### Records provided:
//! Build every configured collection and publish the result.
//!
//! ```text
//! content/config.toml ─► PipelineConfig ─► SchemaRegistry
//!                                              │
//!      for each [collections.<kind>]:          ▼
//!        load(root/directory, include) ─► assemble_report ─► AssemblyReport
//!                                                               │
//!                      all clean? ── yes ─► Vec<Collection> ─► registry.publish
//!                          │
//!                          no ─► BuildError::Failed(every BuildFailed)
//! ```
//!
//! A rebuild is all or nothing: the registry only changes when every
//! collection built cleanly, so a content error never replaces good data
//! with partial data.

use crate::assemble::{
    AssembleOptions, AssemblyReport, BuildError, CancelToken, assemble_report,
};
use crate::config::PipelineConfig;
use crate::loader::load;
use crate::registry::{Collection, CollectionRegistry};
use crate::schema::{SchemaError, SchemaRegistry};
use std::path::{Path, PathBuf};
use tracing::info;

#[derive(Debug)]
pub struct Pipeline {
    root: PathBuf,
    config: PipelineConfig,
    schemas: SchemaRegistry,
    options: AssembleOptions,
}

impl Pipeline {
    /// Register one schema per configured collection. Paths resolve against `root`.
    pub fn new(root: impl Into<PathBuf>, config: PipelineConfig) -> Result<Self, SchemaError> {
        let schemas = SchemaRegistry::from_config(&config)?;
        let options = AssembleOptions::from_config(&config);
        Ok(Self {
            root: root.into(),
            config,
            schemas,
            options,
        })
    }

    pub fn root(&self) -> &Path {
        &self.root
    }

    pub fn config(&self) -> &PipelineConfig {
        &self.config
    }

    pub fn schemas(&self) -> &SchemaRegistry {
        &self.schemas
    }

    /// Assemble every collection, keeping failures alongside successes.
    ///
    /// Reports come back in kind-name order.
    pub fn build_reports(
        &self,
        cancel: &CancelToken,
    ) -> Result<Vec<AssemblyReport>, BuildError> {
        let mut reports = Vec::with_capacity(self.config.collections.len());
        for (kind, collection) in &self.config.collections {
            if cancel.is_cancelled() {
                return Err(BuildError::Cancelled);
            }
            let schema = self.schemas.get(kind)?;
            let directory = self.root.join(&collection.directory);
            info!(kind = kind.as_str(), directory = %directory.display(), "building collection");
            let documents =
                load(&directory, &collection.include).map_err(|source| BuildError::Load {
                    kind: kind.clone(),
                    source,
                })?;
            reports.push(assemble_report(kind, &schema, &documents, &self.options, cancel)?);
        }
        Ok(reports)
    }

    /// Assemble every collection; fails with every collection's failures.
    pub fn build(&self, cancel: &CancelToken) -> Result<Vec<Collection>, BuildError> {
        let mut collections = Vec::new();
        let mut failed = Vec::new();
        for report in self.build_reports(cancel)? {
            match report.into_result() {
                Ok(collection) => collections.push(collection),
                Err(build_failed) => failed.push(build_failed),
            }
        }
        if failed.is_empty() {
            Ok(collections)
        } else {
            Err(BuildError::Failed(failed))
        }
    }

    /// Build, then publish to `registry` atomically.
    ///
    /// On any error the registry keeps its previous collections.
    pub fn rebuild(
        &self,
        registry: &CollectionRegistry,
        cancel: &CancelToken,
    ) -> Result<(), BuildError> {
        let collections = self.build(cancel)?;
        info!(collections = collections.len(), "publishing collections");
        registry.publish(collections);
        Ok(())
    }
}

### Aim of the task:
Where does the string "source" occur in the data above? Copy every line that holds it.

### Response area:
                load(&directory, &collection.include).map_err(|source| BuildError::Load {
                    source,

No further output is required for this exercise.